If you’re using the traditional résumé format, you’re putting the emphasis on the roles you’ve held, with a chronological list of your jobs and the results you delivered. While experience is an important consideration, today’s hiring managers need candidates who possess certain skills. By emphasizing what you “can do” instead of what you “have done,” you can help your résumé to stand out from the others, says Bailey Showalter, vice president of talent solutions at Credly, a platform that verifies credentials.
“Research shows that there’s not necessarily a correlation between a role that you’ve held in the past and your future performance in a different role, aside from the skills that you have,” says Showalter. “For hiring managers, the more important question is, Can you do the functions associated with the job you’re looking to move into?”
Flip the Résumé Upside Down
On a traditional résumé, most job seekers include a bulleted list of their skills at the bottom. Usually, the section is a short and sweet compilation of the technology they’ve used. For example, it may say “Proficient in Microsoft Office,” or “Experienced in customer relationship management tools.” To shift the focus from “have done” to “can do,” Showalter recommends bringing this box to the top of your résumé.
“Depending on the job you’re applying for, choose skills that are most applicable and include the mastery you have of those skills,” she says. “It helps hiring managers know what it is specifically that you can bring to the job.”
Hard skills are the most common capabilities included. These are your specialties and how you bring nuance to your skill set, says Showalter. But don’t overlook including soft skills that can overlap from role to role no matter the job title or industry.
“For example, I started my career in sales, and one of the strongest soft skills that I had to develop was stakeholder management,” says Showalter. “I had to bring together all the constituents involved in making a decision and make sure they had their questions answered and felt good about what they were moving forward with. I use that skill in my role today. Soft skills are largely transferable.”
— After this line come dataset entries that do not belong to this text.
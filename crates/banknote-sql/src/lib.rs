//! SQL text building blocks.
//!
//! DDL and row statements are built as plain strings: warehouses rarely
//! support parameter binding for identifiers, so names are interpolated
//! verbatim. Every identifier goes through [`validate_ident`] first, and
//! values are rendered through the tagged [`Value`] type so quoting is
//! decided by the caller rather than guessed from the runtime type.

mod stmt;
pub use stmt::*;

mod value;
pub use value::*;

#[cfg(test)]
mod tests;

/// An identifier that failed the allow-list.
#[derive(Debug, Clone, PartialEq, Eq, thiserror::Error)]
pub enum IdentError {
    #[error("identifier is empty")]
    Empty,

    #[error("identifier `{ident}` must start with a letter or underscore")]
    BadStart { ident: String },

    #[error("identifier `{ident}` contains disallowed character {ch:?}")]
    BadChar { ident: String, ch: char },
}

/// Check that `name` is safe to interpolate into SQL unquoted.
///
/// Allowed: an ASCII letter or `_`, followed by ASCII letters, digits, `_`
/// or `$`. A single `.` separating two such parts is also accepted so
/// schema-qualified table names (`analytics.original_data`) pass.
///
/// # Example
/// ```
/// use banknote_sql::validate_ident;
/// assert!(validate_ident("original_data").is_ok());
/// assert!(validate_ident("analytics.original_data").is_ok());
/// assert!(validate_ident("x; DROP TABLE y").is_err());
/// ```
pub fn validate_ident(name: &str) -> Result<&str, IdentError> {
    if name.is_empty() {
        return Err(IdentError::Empty);
    }

    for part in name.splitn(2, '.') {
        validate_part(name, part)?;
    }

    Ok(name)
}

fn validate_part(whole: &str, part: &str) -> Result<(), IdentError> {
    let mut chars = part.chars();
    match chars.next() {
        None => {
            return Err(IdentError::BadStart {
                ident: whole.to_owned(),
            });
        }
        Some(c) if c.is_ascii_alphabetic() || c == '_' => {}
        Some(_) => {
            return Err(IdentError::BadStart {
                ident: whole.to_owned(),
            });
        }
    }

    for ch in chars {
        if !(ch.is_ascii_alphanumeric() || ch == '_' || ch == '$') {
            return Err(IdentError::BadChar {
                ident: whole.to_owned(),
                ch,
            });
        }
    }

    Ok(())
}

/// A SQL string literal wrapper.
///
/// Display writes the value quoted with single quotes, doubling embedded
/// quotes.
///
/// # Example
/// ```
/// use banknote_sql::Lit;
/// assert_eq!(format!("{}", Lit("foo")), "'foo'");
/// assert_eq!(format!("{}", Lit("it's")), "'it''s'");
/// ```
pub struct Lit<T: AsRef<str>>(pub T);

impl<T: AsRef<str>> std::fmt::Display for Lit<T> {
    fn fmt(&self, f: &mut std::fmt::Formatter<'_>) -> std::fmt::Result {
        write!(f, "'")?;
        for c in self.0.as_ref().chars() {
            if c == '\'' {
                write!(f, "''")?;
            } else {
                write!(f, "{}", c)?;
            }
        }
        write!(f, "'")
    }
}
A Skills Focus Can Help Hiring Managers, Too
The pain point for many recruiters is not being able to find qualified people. Job history and the outcomes an employee achieved in past roles are still important, but Showalter says recruiters in today’s job market shouldn’t make them the central focus of their candidate search. Focusing on skills instead of experience can help improve the hiring process.
“There are millions of open roles and not enough job seekers actively looking for jobs right now who can fill them,” she says. “As employers, we can either keep doing what we’ve been doing—and not filling the roles that we have open. Or we can start to rethink what we might have been doing that was screening out qualified talent because their industry experience wasn’t in perfect alignment.” Focusing only on past experience excludes a lot of people who may have otherwise been qualified, she says.
What makes someone successful in a role are the skills, competencies, and capabilities needed—and not an arbitrary number of years spent in a role.
“Look more at relatedness,” advises Showalter. “What are the relevant skills and capabilities you need someone to bring to the table? It does invite a change in thinking for hiring managers and recruiting teams. But as we change our thinking, we can expand our talent pools and start to alleviate some of the hiring shortages.”